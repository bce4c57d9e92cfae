use std::fmt;
use std::str::FromStr;

use chrono::{DateTime, Utc};
use serde::{Deserialize, Serialize};

use crate::crypto::{NONCE_SIZE, TAG_SIZE};
use crate::error::{ReplicatorError, Result};

/// Wire format version written into every envelope
pub const ENVELOPE_VERSION: &str = "1.0";

/// Row-level mutation kind
#[derive(Debug, Clone, Copy, PartialEq, Eq, Hash, Serialize, Deserialize)]
#[serde(rename_all = "UPPERCASE")]
pub enum Operation {
    Insert,
    Update,
    Delete,
}

impl Operation {
    pub fn as_str(&self) -> &'static str {
        match self {
            Operation::Insert => "INSERT",
            Operation::Update => "UPDATE",
            Operation::Delete => "DELETE",
        }
    }
}

impl fmt::Display for Operation {
    fn fmt(&self, f: &mut fmt::Formatter<'_>) -> fmt::Result {
        f.write_str(self.as_str())
    }
}

impl FromStr for Operation {
    type Err = ReplicatorError;

    fn from_str(s: &str) -> Result<Self> {
        match s {
            "INSERT" => Ok(Operation::Insert),
            "UPDATE" => Ok(Operation::Update),
            "DELETE" => Ok(Operation::Delete),
            other => Err(ReplicatorError::MalformedNotification(format!(
                "unknown operation: {other}"
            ))),
        }
    }
}

/// Self-contained encrypted change record: the unit of delivery.
///
/// Field order here is the wire order; do not reorder.
#[derive(Debug, Clone, PartialEq, Eq, Serialize, Deserialize)]
pub struct EncryptedEnvelope {
    pub version: String,
    pub timestamp: DateTime<Utc>,
    pub table: String,
    pub operation: Operation,
    #[serde(with = "b64")]
    pub encrypted_data: Vec<u8>,
    /// Session key wrapped under the public key named by `key_id`
    #[serde(with = "b64")]
    pub encrypted_key: Vec<u8>,
    #[serde(with = "b64_array")]
    pub iv: [u8; NONCE_SIZE],
    #[serde(with = "b64_array")]
    pub tag: [u8; TAG_SIZE],
    pub key_id: String,
}

impl EncryptedEnvelope {
    /// Canonical JSON bytes, as POSTed to the cloud store.
    pub fn serialize(&self) -> Result<Vec<u8>> {
        serde_json::to_vec(self).map_err(ReplicatorError::from)
    }

    pub fn deserialize(bytes: &[u8]) -> Result<Self> {
        serde_json::from_slice(bytes).map_err(|e| ReplicatorError::MalformedEnvelope(e.to_string()))
    }

    pub fn to_json(&self) -> Result<String> {
        serde_json::to_string(self).map_err(ReplicatorError::from)
    }

    pub fn from_json(json: &str) -> Result<Self> {
        Self::deserialize(json.as_bytes())
    }
}

mod b64 {
    use base64::{engine::general_purpose::STANDARD, Engine};
    use serde::{de::Error, Deserialize, Deserializer, Serializer};

    pub fn serialize<S: Serializer>(bytes: &[u8], serializer: S) -> Result<S::Ok, S::Error> {
        serializer.serialize_str(&STANDARD.encode(bytes))
    }

    pub fn deserialize<'de, D: Deserializer<'de>>(deserializer: D) -> Result<Vec<u8>, D::Error> {
        let encoded = String::deserialize(deserializer)?;
        STANDARD
            .decode(encoded.as_bytes())
            .map_err(|e| D::Error::custom(format!("invalid base64: {e}")))
    }
}

mod b64_array {
    use serde::{de::Error, Deserializer, Serializer};

    pub fn serialize<S: Serializer, const N: usize>(
        bytes: &[u8; N],
        serializer: S,
    ) -> Result<S::Ok, S::Error> {
        super::b64::serialize(bytes, serializer)
    }

    pub fn deserialize<'de, D: Deserializer<'de>, const N: usize>(
        deserializer: D,
    ) -> Result<[u8; N], D::Error> {
        let bytes = super::b64::deserialize(deserializer)?;
        let len = bytes.len();
        bytes
            .try_into()
            .map_err(|_| D::Error::custom(format!("expected {N} bytes, got {len}")))
    }
}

· · · · · · ·

EXERCISE:
The output should match the records above exactly, line for line.

THE ANSWER:
repository bce4c57d9e92cfae
use std::fmt;
use std::str::FromStr;

use chrono::{DateTime, Utc};
use serde::{Deserialize, Serialize};

use crate::crypto::{NONCE_SIZE, TAG_SIZE};
use crate::error::{ReplicatorError, Result};

/// Wire format version written into every envelope
pub const ENVELOPE_VERSION: &str = "1.0";

/// Row-level mutation kind
#[derive(Debug, Clone, Copy, PartialEq, Eq, Hash, Serialize, Deserialize)]
#[serde(rename_all = "UPPERCASE")]
pub enum Operation {
    Insert,
    Update,
    Delete,
}

impl Operation {
    pub fn as_str(&self) -> &'static str {
        match self {
            Operation::Insert => "INSERT",
            Operation::Update => "UPDATE",
            Operation::Delete => "DELETE",
        }
    }
}

impl fmt::Display for Operation {
    fn fmt(&self, f: &mut fmt::Formatter<'_>) -> fmt::Result {
        f.write_str(self.as_str())
    }
}

impl FromStr for Operation {
    type Err = ReplicatorError;

    fn from_str(s: &str) -> Result<Self> {
        match s {
            "INSERT" => Ok(Operation::Insert),
            "UPDATE" => Ok(Operation::Update),
            "DELETE" => Ok(Operation::Delete),
            other => Err(ReplicatorError::MalformedNotification(format!(
                "unknown operation: {other}"
            ))),
        }
    }
}

/// Self-contained encrypted change record: the unit of delivery.
///
/// Field order here is the wire order; do not reorder.
#[derive(Debug, Clone, PartialEq, Eq, Serialize, Deserialize)]
pub struct EncryptedEnvelope {
    pub version: String,
    pub timestamp: DateTime<Utc>,
    pub table: String,
    pub operation: Operation,
    #[serde(with = "b64")]
    pub encrypted_data: Vec<u8>,
    /// Session key wrapped under the public key named by `key_id`
    #[serde(with = "b64")]
    pub encrypted_key: Vec<u8>,
    #[serde(with = "b64_array")]
    pub iv: [u8; NONCE_SIZE],
    #[serde(with = "b64_array")]
    pub tag: [u8; TAG_SIZE],
    pub key_id: String,
}

impl EncryptedEnvelope {
    /// Canonical JSON bytes, as POSTed to the cloud store.
    pub fn serialize(&self) -> Result<Vec<u8>> {
        serde_json::to_vec(self).map_err(ReplicatorError::from)
    }

    pub fn deserialize(bytes: &[u8]) -> Result<Self> {
        serde_json::from_slice(bytes).map_err(|e| ReplicatorError::MalformedEnvelope(e.to_string()))
    }

    pub fn to_json(&self) -> Result<String> {
        serde_json::to_string(self).map_err(ReplicatorError::from)
    }

    pub fn from_json(json: &str) -> Result<Self> {
        Self::deserialize(json.as_bytes())
    }
}

mod b64 {
    use base64::{engine::general_purpose::STANDARD, Engine};
    use serde::{de::Error, Deserialize, Deserializer, Serializer};

    pub fn serialize<S: Serializer>(bytes: &[u8], serializer: S) -> Result<S::Ok, S::Error> {
        serializer.serialize_str(&STANDARD.encode(bytes))
    }

    pub fn deserialize<'de, D: Deserializer<'de>>(deserializer: D) -> Result<Vec<u8>, D::Error> {
        let encoded = String::deserialize(deserializer)?;
        STANDARD
            .decode(encoded.as_bytes())
            .map_err(|e| D::Error::custom(format!("invalid base64: {e}")))
    }
}

mod b64_array {
    use serde::{de::Error, Deserializer, Serializer};

    pub fn serialize<S: Serializer, const N: usize>(
        bytes: &[u8; N],
        serializer: S,
    ) -> Result<S::Ok, S::Error> {
        super::b64::serialize(bytes, serializer)
    }

    pub fn deserialize<'de, D: Deserializer<'de>, const N: usize>(
        deserializer: D,
    ) -> Result<[u8; N], D::Error> {
        let bytes = super::b64::deserialize(deserializer)?;
        let len = bytes.len();
        bytes
            .try_into()
            .map_err(|_| D::Error::custom(format!("expected {N} bytes, got {len}")))
    }
}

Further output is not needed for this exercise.